Supplied material
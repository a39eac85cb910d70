//! Runtime failures surfaced to the caller of a reflective query.

use std::fmt;
use tsr_common::TypeId;

#[derive(Debug, Clone, PartialEq, Eq)]
pub enum RuntimeError {
    /// Lookup of an id that was never registered.
    UnknownTypeId(TypeId),
    /// A reflective query reached the runtime without being rewritten at
    /// compile time.
    NotTransformed,
    /// An emitted metadata batch could not be decoded.
    InvalidMetadata(String),
}

impl fmt::Display for RuntimeError {
    fn fmt(&self, f: &mut fmt::Formatter<'_>) -> fmt::Result {
        match self {
            RuntimeError::UnknownTypeId(id) => {
                write!(f, "Unknown type identifier '{id}'. Metadata not found.")
            }
            RuntimeError::NotTransformed => write!(
                f,
                "Cannot be called. Call of this function should be replaced by Type during compilation. \
                 Check that the tsr generator ran over this module."
            ),
            RuntimeError::InvalidMetadata(reason) => {
                write!(f, "Invalid reflection metadata: {reason}")
            }
        }
    }
}

impl std::error::Error for RuntimeError {}
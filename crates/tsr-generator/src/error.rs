//! Generation-time failures. Any of these stops output for the module being
//! transformed; other modules are unaffected.

use crate::config::ConfigError;
use crate::oracle::TypeHandle;
use std::fmt;

#[derive(Debug, Clone, PartialEq, Eq)]
pub enum GenerationError {
    /// A declared class/interface type has no resolvable declaration.
    MissingDeclaration { handle: TypeHandle },
    /// A reflective query or reflected generic call lacks a type argument.
    MissingTypeArgument { site: String, parameter: Option<String> },
    /// The oracle knows nothing about a handle it handed out.
    UnknownType { handle: TypeHandle },
    /// Nesting of anonymous structural types exceeded the configured depth.
    RecursionLimit { handle: TypeHandle, depth: u32 },
    Config(ConfigError),
    Middleware { name: String, message: String },
    Serialization(String),
}

impl fmt::Display for GenerationError {
    fn fmt(&self, f: &mut fmt::Formatter<'_>) -> fmt::Result {
        match self {
            GenerationError::MissingDeclaration { handle } => {
                write!(f, "Unable to resolve declaration of type {handle}")
            }
            GenerationError::MissingTypeArgument { site, parameter: None } => {
                write!(f, "Type argument of reflective query at {site} is missing")
            }
            GenerationError::MissingTypeArgument {
                site,
                parameter: Some(name),
            } => write!(f, "Type argument '{name}' of reflected call at {site} is missing"),
            GenerationError::UnknownType { handle } => {
                write!(f, "Type {handle} is not part of the type graph")
            }
            GenerationError::RecursionLimit { handle, depth } => write!(
                f,
                "Type {handle} is nested too deeply to describe (limit {depth}); \
                 name the recursive part with an interface or class"
            ),
            GenerationError::Config(err) => write!(f, "{err}"),
            GenerationError::Middleware { name, message } => {
                write!(f, "Metadata middleware '{name}' failed: {message}")
            }
            GenerationError::Serialization(message) => {
                write!(f, "Failed to serialize metadata: {message}")
            }
        }
    }
}

impl std::error::Error for GenerationError {
    fn source(&self) -> Option<&(dyn std::error::Error + 'static)> {
        match self {
            GenerationError::Config(err) => Some(err),
            _ => None,
        }
    }
}

impl From<ConfigError> for GenerationError {
    fn from(err: ConfigError) -> Self {
        GenerationError::Config(err)
    }
}

impl From<serde_json::Error> for GenerationError {
    fn from(err: serde_json::Error) -> Self {
        GenerationError::Serialization(err.to_string())
    }
}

Activity
Every word of the data above should be given again, exactly as it stands.

Result of this exercise
repository a39eac85cb910d70
//! Runtime failures surfaced to the caller of a reflective query.

use std::fmt;
use tsr_common::TypeId;

#[derive(Debug, Clone, PartialEq, Eq)]
pub enum RuntimeError {
    /// Lookup of an id that was never registered.
    UnknownTypeId(TypeId),
    /// A reflective query reached the runtime without being rewritten at
    /// compile time.
    NotTransformed,
    /// An emitted metadata batch could not be decoded.
    InvalidMetadata(String),
}

impl fmt::Display for RuntimeError {
    fn fmt(&self, f: &mut fmt::Formatter<'_>) -> fmt::Result {
        match self {
            RuntimeError::UnknownTypeId(id) => {
                write!(f, "Unknown type identifier '{id}'. Metadata not found.")
            }
            RuntimeError::NotTransformed => write!(
                f,
                "Cannot be called. Call of this function should be replaced by Type during compilation. \
                 Check that the tsr generator ran over this module."
            ),
            RuntimeError::InvalidMetadata(reason) => {
                write!(f, "Invalid reflection metadata: {reason}")
            }
        }
    }
}

impl std::error::Error for RuntimeError {}
filename crates/tsr-generator/src/error.rs
//! Generation-time failures. Any of these stops output for the module being
//! transformed; other modules are unaffected.

use crate::config::ConfigError;
use crate::oracle::TypeHandle;
use std::fmt;

#[derive(Debug, Clone, PartialEq, Eq)]
pub enum GenerationError {
    /// A declared class/interface type has no resolvable declaration.
    MissingDeclaration { handle: TypeHandle },
    /// A reflective query or reflected generic call lacks a type argument.
    MissingTypeArgument { site: String, parameter: Option<String> },
    /// The oracle knows nothing about a handle it handed out.
    UnknownType { handle: TypeHandle },
    /// Nesting of anonymous structural types exceeded the configured depth.
    RecursionLimit { handle: TypeHandle, depth: u32 },
    Config(ConfigError),
    Middleware { name: String, message: String },
    Serialization(String),
}

impl fmt::Display for GenerationError {
    fn fmt(&self, f: &mut fmt::Formatter<'_>) -> fmt::Result {
        match self {
            GenerationError::MissingDeclaration { handle } => {
                write!(f, "Unable to resolve declaration of type {handle}")
            }
            GenerationError::MissingTypeArgument { site, parameter: None } => {
                write!(f, "Type argument of reflective query at {site} is missing")
            }
            GenerationError::MissingTypeArgument {
                site,
                parameter: Some(name),
            } => write!(f, "Type argument '{name}' of reflected call at {site} is missing"),
            GenerationError::UnknownType { handle } => {
                write!(f, "Type {handle} is not part of the type graph")
            }
            GenerationError::RecursionLimit { handle, depth } => write!(
                f,
                "Type {handle} is nested too deeply to describe (limit {depth}); \
                 name the recursive part with an interface or class"
            ),
            GenerationError::Config(err) => write!(f, "{err}"),
            GenerationError::Middleware { name, message } => {
                write!(f, "Metadata middleware '{name}' failed: {message}")
            }
            GenerationError::Serialization(message) => {
                write!(f, "Failed to serialize metadata: {message}")
            }
        }
    }
}

impl std::error::Error for GenerationError {
    fn source(&self) -> Option<&(dyn std::error::Error + 'static)> {
        match self {
            GenerationError::Config(err) => Some(err),
            _ => None,
        }
    }
}

impl From<ConfigError> for GenerationError {
    fn from(err: ConfigError) -> Self {
        GenerationError::Config(err)
    }
}

impl From<serde_json::Error> for GenerationError {
    fn from(err: serde_json::Error) -> Self {
        GenerationError::Serialization(err.to_string())
    }
}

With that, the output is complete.